Saved entries:
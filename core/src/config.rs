// Transaction configuration
// Journal placement and stream behaviour, loadable from JSON

use crate::error::{TxError, TxResult};
use serde::{Deserialize, Serialize};
use std::path::{Path, PathBuf};

/// Size of each read issued while scanning for a line terminator
pub const DEFAULT_READLINE_CHUNK: usize = 128;

/// Where the crash-recovery journal and its sentinel live
#[derive(Debug, Clone, PartialEq, Eq, Serialize, Deserialize)]
pub struct JournalConfig {
    /// Serialized pending block set
    pub journal_path: PathBuf,
    /// Marker whose presence means a commit was in progress
    pub sentinel_path: PathBuf,
}

impl JournalConfig {
    pub fn new(journal_path: impl Into<PathBuf>, sentinel_path: impl Into<PathBuf>) -> Self {
        Self {
            journal_path: journal_path.into(),
            sentinel_path: sentinel_path.into(),
        }
    }

    /// `<file>.journal` and `<file>.sentinel` next to the data file
    pub fn beside(data_path: impl AsRef<Path>) -> Self {
        let data_path = data_path.as_ref();
        let with_suffix = |suffix: &str| {
            let mut name = data_path.as_os_str().to_os_string();
            name.push(suffix);
            PathBuf::from(name)
        };
        Self {
            journal_path: with_suffix(".journal"),
            sentinel_path: with_suffix(".sentinel"),
        }
    }
}

/// Behaviour of a transactional stream
#[derive(Debug, Clone, PartialEq, Eq, Serialize, Deserialize)]
#[serde(default)]
pub struct TxConfig {
    /// Crash-recovery journal; `None` makes commit a plain block flush
    pub journal: Option<JournalConfig>,
    /// Chunk size used by `readline`
    pub readline_chunk: usize,
    /// Terminator `readline` stops after
    pub line_terminator: String,
    /// fsync the journal before raising the sentinel and the data file after flushing
    pub sync_on_commit: bool,
    /// Let END-relative seeks move the cursor
    pub end_seek_moves_cursor: bool,
    /// Commit pending writes on close instead of discarding them
    pub commit_on_close: bool,
}

impl Default for TxConfig {
    fn default() -> Self {
        Self {
            journal: None,
            readline_chunk: DEFAULT_READLINE_CHUNK,
            line_terminator: "\n".to_string(),
            sync_on_commit: true,
            end_seek_moves_cursor: false,
            commit_on_close: false,
        }
    }
}

impl TxConfig {
    pub fn with_journal(mut self, journal: JournalConfig) -> Self {
        self.journal = Some(journal);
        self
    }

    /// Load and validate a JSON configuration file
    pub fn from_json_file(path: impl AsRef<Path>) -> TxResult<Self> {
        let text = std::fs::read_to_string(path.as_ref())?;
        let config: TxConfig = serde_json::from_str(&text)?;
        config.validate()?;
        Ok(config)
    }

    pub fn validate(&self) -> TxResult<()> {
        if self.readline_chunk == 0 {
            return Err(TxError::Configuration("readline_chunk must be non-zero".to_string()));
        }
        if self.line_terminator.is_empty() {
            return Err(TxError::Configuration("line_terminator must not be empty".to_string()));
        }
        if let Some(journal) = &self.journal {
            if journal.journal_path == journal.sentinel_path {
                return Err(TxError::Configuration(format!(
                    "journal and sentinel share the path {}",
                    journal.journal_path.display()
                )));
            }
        }
        Ok(())
    }
}
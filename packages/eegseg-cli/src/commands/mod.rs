pub mod config;
pub mod inspect;
pub mod rename;
pub mod segment;
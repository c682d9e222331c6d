/// Segment CSV writer
///
/// One row per channel, one column per sample, values printed with a fixed
/// number of decimals. No header row and no index column.
use crate::error::{EegSegError, Result};
use crate::segment::SegmentSet;
use ndarray::{Array2, ArrayView2};
use std::path::Path;

pub fn write_segment_csv(path: &Path, window: ArrayView2<'_, f64>, precision: usize) -> Result<()> {
    let mut writer = csv::WriterBuilder::new()
        .has_headers(false)
        .from_path(path)?;

    for row in window.rows() {
        writer.write_record(row.iter().map(|v| format!("{:.*}", precision, v)))?;
    }
    writer.flush()?;
    Ok(())
}

/// Write every window of `set` into `dir` as `1.csv`, `2.csv`, ...
///
/// `dir` must already exist. Returns the number of files written.
pub fn write_segment_folder(dir: &Path, set: &SegmentSet, precision: usize) -> Result<usize> {
    for i in 0..set.num_segments() {
        let path = dir.join(format!("{}.csv", i + 1));
        write_segment_csv(&path, set.segment(i), precision)?;
    }
    Ok(set.num_segments())
}

/// Load a segment table written by [`write_segment_csv`] back into a channel × sample array.
pub fn read_segment_csv(path: &Path) -> Result<Array2<f64>> {
    let mut reader = csv::ReaderBuilder::new()
        .has_headers(false)
        .from_path(path)?;

    let mut values = Vec::new();
    let mut rows = 0;
    let mut cols = None;
    for record in reader.records() {
        let record = record?;
        match cols {
            None => cols = Some(record.len()),
            Some(n) if n != record.len() => {
                return Err(EegSegError::InvalidData(format!(
                    "{}: row {} has {} columns, expected {}",
                    path.display(),
                    rows + 1,
                    record.len(),
                    n
                )))
            }
            Some(_) => {}
        }
        for field in record.iter() {
            let value = field.trim().parse::<f64>().map_err(|_| {
                EegSegError::InvalidData(format!("{}: '{}' is not a number", path.display(), field))
            })?;
            values.push(value);
        }
        rows += 1;
    }

    Array2::from_shape_vec((rows, cols.unwrap_or(0)), values)
        .map_err(|e| EegSegError::InvalidData(e.to_string()))
}
/// Output writers for exported segments.
///
/// A recording's segment stack goes to a single MAT file; each window also
/// goes to its own headerless CSV table.
pub mod csv_writer;
pub mod mat_writer;

pub use csv_writer::{read_segment_csv, write_segment_csv, write_segment_folder};
pub use mat_writer::{sanitize_variable_name, MatArray, MatWriter};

» **YOUR INSTRUCTIONS**
Begin with the first line of the data above and, please, print each line exactly until you have printed the line containing "a line terminator"; print nothing else.

» **ANSWER AREA**
filename core/src/config.rs
// Transaction configuration
// Journal placement and stream behaviour, loadable from JSON

use crate::error::{TxError, TxResult};
use serde::{Deserialize, Serialize};
use std::path::{Path, PathBuf};

/// Size of each read issued while scanning for a line terminator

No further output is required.